## Saved entries
────────────────────────────────────────
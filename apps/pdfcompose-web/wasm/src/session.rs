//! Stateful composition session
//!
//! Holds the loaded documents in Rust memory. JavaScript refers to them by
//! the numeric id returned from `addDocument` and sends tool requests as
//! JSON commands.

use crate::{js_error, to_js};
use crate::validation::PdfInfo;
use pdfcompose_core::{
    Assembler, CancelToken, ComposeCommand, ComposeError, DocumentId, OutputSpec, PageInfo,
    SourceDocument, SourceSet,
};
use serde::Serialize;
use wasm_bindgen::prelude::*;

/// Document entry with metadata
struct DocumentEntry {
    id: DocumentId,
    name: String,
    info: PdfInfo,
}

/// Document info for JS serialization
#[derive(Debug, Clone, Serialize, PartialEq)]
pub struct DocumentInfo {
    pub id: u32,
    pub name: String,
    #[serde(flatten)]
    pub info: PdfInfo,
}

/// Cancels a running `execute` from inside the progress callback.
#[wasm_bindgen]
pub struct CancelHandle {
    token: CancelToken,
}

#[wasm_bindgen]
impl CancelHandle {
    pub fn cancel(&self) {
        self.token.cancel();
    }
}

/// Stateful session that holds documents in Rust memory
#[wasm_bindgen]
pub struct ComposeSession {
    documents: Vec<DocumentEntry>,
    sources: SourceSet,
    next_id: u32,
    cancel: CancelToken,
    progress_callback: Option<js_sys::Function>,
}

impl Default for ComposeSession {
    fn default() -> Self {
        Self::new()
    }
}

#[wasm_bindgen]
impl ComposeSession {
    #[wasm_bindgen(constructor)]
    pub fn new() -> Self {
        Self {
            documents: Vec::new(),
            sources: SourceSet::new(),
            next_id: 0,
            cancel: CancelToken::new(),
            progress_callback: None,
        }
    }

    /// Set a progress callback function
    /// Callback signature: (current: number, total: number, message: string) => void
    #[wasm_bindgen(js_name = setProgressCallback)]
    pub fn set_progress_callback(&mut self, callback: js_sys::Function) {
        self.progress_callback = Some(callback);
    }

    /// Handle that stays usable while `execute` holds the session.
    #[wasm_bindgen(js_name = cancelHandle)]
    pub fn cancel_handle(&self) -> CancelHandle {
        CancelHandle {
            token: self.cancel.clone(),
        }
    }

    /// Request cancellation of the current (or next) `execute`.
    pub fn cancel(&self) {
        self.cancel.cancel();
    }

    /// Add a document to the session
    /// Returns `{ id, name, page_count, ... }` on success
    #[wasm_bindgen(js_name = addDocument)]
    pub fn add_document(&mut self, name: &str, bytes: &[u8]) -> Result<JsValue, JsValue> {
        let info = self.add_document_internal(name, bytes).map_err(js_error)?;
        to_js(&info)
    }

    #[wasm_bindgen(js_name = removeDocument)]
    pub fn remove_document(&mut self, id: u32) -> Result<(), JsValue> {
        self.remove_document_internal(DocumentId(id)).map_err(js_error)
    }

    /// Get info for a page (1-based page number)
    #[wasm_bindgen(js_name = getPageInfo)]
    pub fn get_page_info(&self, id: u32, page_num: usize) -> Result<JsValue, JsValue> {
        let info = self
            .page_info_internal(DocumentId(id), page_num)
            .map_err(js_error)?;
        to_js(&info)
    }

    /// Get all document infos, in the order they were added
    #[wasm_bindgen(js_name = getDocumentInfos)]
    pub fn get_document_infos(&self) -> Result<JsValue, JsValue> {
        to_js(&self.document_infos())
    }

    #[wasm_bindgen(js_name = documentCount)]
    pub fn document_count(&self) -> usize {
        self.documents.len()
    }

    /// Get total page count across all documents
    #[wasm_bindgen(js_name = totalPageCount)]
    pub fn total_page_count(&self) -> usize {
        self.documents.iter().map(|d| d.info.page_count).sum()
    }

    /// Run a JSON command and return `[{ name, bytes }]`, one per output file
    pub fn execute(&self, command_json: &str) -> Result<js_sys::Array, JsValue> {
        let outputs = self.execute_internal(command_json).map_err(js_error)?;

        let result = js_sys::Array::new();
        for output in outputs {
            let bytes = js_sys::Uint8Array::new_with_length(output.bytes.len() as u32);
            bytes.copy_from(&output.bytes);

            let entry = js_sys::Object::new();
            js_sys::Reflect::set(&entry, &"name".into(), &output.suggested_file_name.into())?;
            js_sys::Reflect::set(&entry, &"bytes".into(), &bytes)?;
            result.push(&entry);
        }
        Ok(result)
    }
}

impl ComposeSession {
    fn add_document_internal(&mut self, name: &str, bytes: &[u8]) -> Result<DocumentInfo, ComposeError> {
        let id = DocumentId(self.next_id);
        let source = SourceDocument::load(id, bytes)?;
        let info = PdfInfo::from_source(&source, bytes);

        self.sources.insert(source);
        self.next_id += 1;
        self.documents.push(DocumentEntry {
            id,
            name: name.to_string(),
            info,
        });

        tracing::info!(document = id.0, name, pages = self.sources.get(id)?.page_count(), "added document");
        self.entry_info(id)
    }

    fn remove_document_internal(&mut self, id: DocumentId) -> Result<(), ComposeError> {
        self.sources.remove(id).ok_or(ComposeError::SourceLoad {
            document: id,
            reason: "document is not loaded".to_string(),
        })?;
        self.documents.retain(|d| d.id != id);
        Ok(())
    }

    fn page_info_internal(&self, id: DocumentId, page_num: usize) -> Result<PageInfo, ComposeError> {
        let source = self.sources.get(id)?;
        let index = page_num.checked_sub(1).ok_or(ComposeError::PageIndex {
            document: id,
            index: 0,
            page_count: source.page_count(),
        })?;
        source.page_info(index)
    }

    fn entry_info(&self, id: DocumentId) -> Result<DocumentInfo, ComposeError> {
        self.documents
            .iter()
            .find(|d| d.id == id)
            .map(|d| DocumentInfo {
                id: d.id.0,
                name: d.name.clone(),
                info: d.info.clone(),
            })
            .ok_or(ComposeError::SourceLoad {
                document: id,
                reason: "document is not loaded".to_string(),
            })
    }

    fn document_infos(&self) -> Vec<DocumentInfo> {
        self.documents
            .iter()
            .filter_map(|d| self.entry_info(d.id).ok())
            .collect()
    }

    /// Output names follow the file the command works on.
    fn base_name(&self, command: &ComposeCommand) -> String {
        command
            .primary_document()
            .and_then(|id| self.documents.iter().find(|d| d.id == id))
            .map_or_else(|| "document.pdf".to_string(), |d| d.name.clone())
    }

    fn execute_internal(&self, command_json: &str) -> Result<Vec<OutputSpec>, ComposeError> {
        let command = ComposeCommand::from_json(command_json)?;
        let base_name = self.base_name(&command);
        let assembler = Assembler::new(&self.sources).with_cancel(self.cancel.clone());

        let result = command.execute_with(&assembler, &self.sources, &base_name, |done, total| {
            self.report_progress(done, total, &format!("Page {} of {}", done, total));
        });

        // A cancellation applies to one run only
        self.cancel.reset();
        if let Err(e) = &result {
            tracing::warn!(command = command.name(), error = %e, "command failed");
        }
        result
    }

    /// Report progress to JavaScript callback
    fn report_progress(&self, current: usize, total: usize, message: &str) {
        if let Some(ref callback) = self.progress_callback {
            let this = JsValue::null();
            let _ = callback.call3(
                &this,
                &JsValue::from(current as u32),
                &JsValue::from(total as u32),
                &JsValue::from_str(message),
            );
        }
    }
}
//! Browser console logging
//!
//! Routes `tracing` output from the engine to `console.*`, one call per event.

use std::io;
use tracing::{Level, Metadata};
use tracing_subscriber::fmt::MakeWriter;

/// Console method used for an event level.
#[derive(Debug, Clone, Copy, PartialEq, Eq)]
pub enum ConsoleMethod {
    Debug,
    Log,
    Warn,
    Error,
}

impl ConsoleMethod {
    pub fn for_level(level: Level) -> Self {
        if level == Level::ERROR {
            ConsoleMethod::Error
        } else if level == Level::WARN {
            ConsoleMethod::Warn
        } else if level == Level::INFO {
            ConsoleMethod::Log
        } else {
            ConsoleMethod::Debug
        }
    }
}

/// Buffers one formatted event and hands it to the console when dropped.
pub struct ConsoleWriter {
    method: ConsoleMethod,
    buffer: Vec<u8>,
}

impl io::Write for ConsoleWriter {
    fn write(&mut self, buf: &[u8]) -> io::Result<usize> {
        self.buffer.extend_from_slice(buf);
        Ok(buf.len())
    }

    fn flush(&mut self) -> io::Result<()> {
        Ok(())
    }
}

impl Drop for ConsoleWriter {
    fn drop(&mut self) {
        let line = String::from_utf8_lossy(&self.buffer);
        let line = line.trim_end();
        if line.is_empty() {
            return;
        }
        let value = wasm_bindgen::JsValue::from_str(line);
        match self.method {
            ConsoleMethod::Debug => web_sys::console::debug_1(&value),
            ConsoleMethod::Log => web_sys::console::log_1(&value),
            ConsoleMethod::Warn => web_sys::console::warn_1(&value),
            ConsoleMethod::Error => web_sys::console::error_1(&value),
        }
    }
}

pub struct MakeConsoleWriter;

impl<'a> MakeWriter<'a> for MakeConsoleWriter {
    type Writer = ConsoleWriter;

    fn make_writer(&'a self) -> Self::Writer {
        ConsoleWriter {
            method: ConsoleMethod::Log,
            buffer: Vec::new(),
        }
    }

    fn make_writer_for(&'a self, meta: &Metadata<'_>) -> Self::Writer {
        ConsoleWriter {
            method: ConsoleMethod::for_level(*meta.level()),
            buffer: Vec::new(),
        }
    }
}

/// Install the console subscriber. Later calls are ignored.
pub fn init_logging(max_level: Level) {
    // No clock is available in the browser sandbox
    let _ = tracing_subscriber::fmt()
        .with_writer(MakeConsoleWriter)
        .with_ansi(false)
        .without_time()
        .with_target(false)
        .with_max_level(max_level)
        .try_init();
}

#[cfg(test)]
mod tests {
    use super::*;

    #[test]
    fn test_levels_map_to_console_methods() {
        assert_eq!(ConsoleMethod::for_level(Level::ERROR), ConsoleMethod::Error);
        assert_eq!(ConsoleMethod::for_level(Level::WARN), ConsoleMethod::Warn);
        assert_eq!(ConsoleMethod::for_level(Level::INFO), ConsoleMethod::Log);
        assert_eq!(ConsoleMethod::for_level(Level::DEBUG), ConsoleMethod::Debug);
        assert_eq!(ConsoleMethod::for_level(Level::TRACE), ConsoleMethod::Debug);
    }
}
────────────────────────────────────────
## Your task
Of all the entries above, output exactly the lines between the one holding "pub fn set_progress_callback(&mut" and the one holding "#[wasm_bindgen(js_name = cancelHandle)]", inclusive.

## Exercise response
    pub fn set_progress_callback(&mut self, callback: js_sys::Function) {
        self.progress_callback = Some(callback);
    }

    /// Handle that stays usable while `execute` holds the session.
    #[wasm_bindgen(js_name = cancelHandle)]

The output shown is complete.